* [Supplied entries]:

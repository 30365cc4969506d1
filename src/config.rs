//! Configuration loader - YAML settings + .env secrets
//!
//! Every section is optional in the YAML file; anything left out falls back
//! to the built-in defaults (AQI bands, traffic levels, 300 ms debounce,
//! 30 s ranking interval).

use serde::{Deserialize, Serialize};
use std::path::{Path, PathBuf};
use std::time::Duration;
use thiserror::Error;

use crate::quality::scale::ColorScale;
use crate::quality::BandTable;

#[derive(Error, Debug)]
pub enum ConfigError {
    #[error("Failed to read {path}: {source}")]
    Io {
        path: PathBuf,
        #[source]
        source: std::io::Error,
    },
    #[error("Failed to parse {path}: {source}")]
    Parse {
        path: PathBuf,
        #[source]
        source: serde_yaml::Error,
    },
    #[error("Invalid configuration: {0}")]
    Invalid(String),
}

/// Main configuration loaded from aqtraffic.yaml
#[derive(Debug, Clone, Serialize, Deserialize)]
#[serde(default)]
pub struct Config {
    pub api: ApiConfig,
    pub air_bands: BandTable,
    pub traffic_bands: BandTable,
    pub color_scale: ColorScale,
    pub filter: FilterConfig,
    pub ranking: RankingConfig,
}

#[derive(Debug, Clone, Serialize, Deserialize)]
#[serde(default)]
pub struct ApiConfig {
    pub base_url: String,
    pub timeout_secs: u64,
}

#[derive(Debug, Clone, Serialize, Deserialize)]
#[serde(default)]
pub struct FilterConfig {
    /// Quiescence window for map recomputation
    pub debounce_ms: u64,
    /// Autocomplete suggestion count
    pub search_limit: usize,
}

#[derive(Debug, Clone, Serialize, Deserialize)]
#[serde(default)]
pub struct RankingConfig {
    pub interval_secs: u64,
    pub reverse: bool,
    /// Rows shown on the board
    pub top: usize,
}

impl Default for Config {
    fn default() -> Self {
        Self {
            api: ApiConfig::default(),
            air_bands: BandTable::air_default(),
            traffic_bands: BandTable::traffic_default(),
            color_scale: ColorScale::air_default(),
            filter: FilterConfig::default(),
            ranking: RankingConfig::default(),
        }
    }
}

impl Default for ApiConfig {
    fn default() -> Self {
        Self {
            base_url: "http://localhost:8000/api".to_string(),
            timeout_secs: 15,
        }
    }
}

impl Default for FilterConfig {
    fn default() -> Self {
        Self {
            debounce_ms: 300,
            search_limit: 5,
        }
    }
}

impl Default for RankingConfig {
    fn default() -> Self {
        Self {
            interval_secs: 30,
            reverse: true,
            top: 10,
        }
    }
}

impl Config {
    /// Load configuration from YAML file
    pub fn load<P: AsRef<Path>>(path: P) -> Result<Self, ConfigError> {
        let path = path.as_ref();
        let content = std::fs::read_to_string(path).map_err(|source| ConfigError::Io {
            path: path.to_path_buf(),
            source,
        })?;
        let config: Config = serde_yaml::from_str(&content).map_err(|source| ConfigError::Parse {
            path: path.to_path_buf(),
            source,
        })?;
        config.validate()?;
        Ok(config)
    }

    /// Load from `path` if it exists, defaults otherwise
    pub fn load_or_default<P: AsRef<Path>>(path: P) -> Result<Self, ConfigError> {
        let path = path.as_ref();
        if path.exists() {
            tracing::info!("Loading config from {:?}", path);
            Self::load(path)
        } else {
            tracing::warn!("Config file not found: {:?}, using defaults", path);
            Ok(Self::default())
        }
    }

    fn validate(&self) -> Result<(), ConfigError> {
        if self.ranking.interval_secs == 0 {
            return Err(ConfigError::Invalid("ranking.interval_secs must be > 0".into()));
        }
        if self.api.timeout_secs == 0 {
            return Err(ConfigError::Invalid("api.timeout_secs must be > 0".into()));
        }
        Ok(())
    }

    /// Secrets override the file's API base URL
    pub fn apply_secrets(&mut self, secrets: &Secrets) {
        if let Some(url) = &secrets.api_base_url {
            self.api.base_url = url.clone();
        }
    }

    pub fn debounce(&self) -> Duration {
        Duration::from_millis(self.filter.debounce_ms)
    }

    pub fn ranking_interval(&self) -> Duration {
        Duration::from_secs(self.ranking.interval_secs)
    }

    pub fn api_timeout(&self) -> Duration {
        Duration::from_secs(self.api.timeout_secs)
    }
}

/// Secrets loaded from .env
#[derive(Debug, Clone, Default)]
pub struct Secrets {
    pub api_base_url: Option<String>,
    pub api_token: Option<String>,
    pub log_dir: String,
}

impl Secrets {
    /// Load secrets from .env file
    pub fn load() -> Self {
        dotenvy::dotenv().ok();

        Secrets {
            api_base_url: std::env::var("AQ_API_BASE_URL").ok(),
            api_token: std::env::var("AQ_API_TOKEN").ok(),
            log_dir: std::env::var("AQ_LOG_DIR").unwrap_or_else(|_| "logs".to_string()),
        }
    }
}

* [Directions for this task]: Wherever a line in the data above holds "defaults", copy that line.

* [Written answer]:
//! to the built-in defaults (AQI bands, traffic levels, 300 ms debounce,
    /// Load from `path` if it exists, defaults otherwise
            tracing::warn!("Config file not found: {:?}, using defaults", path);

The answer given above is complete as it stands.